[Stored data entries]
:::::
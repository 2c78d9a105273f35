//! Application configuration for morio.
//!
//! This module defines the `AppConfig` struct that represents `<root>/morio.yaml`.
//! Unknown fields are ignored and every field has a default, so a missing or
//! empty file yields a usable configuration.

mod model;
mod operations;
pub mod types;


pub use model::AppConfig;
pub use types::AgentPaths;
:::::
Quote every line of the data, word for word.

* Exercise solution *
repository 2c78d9a105273f35
//! Application configuration for morio.
//!
//! This module defines the `AppConfig` struct that represents `<root>/morio.yaml`.
//! Unknown fields are ignored and every field has a default, so a missing or
//! empty file yields a usable configuration.

mod model;
mod operations;
pub mod types;


pub use model::AppConfig;
pub use types::AgentPaths;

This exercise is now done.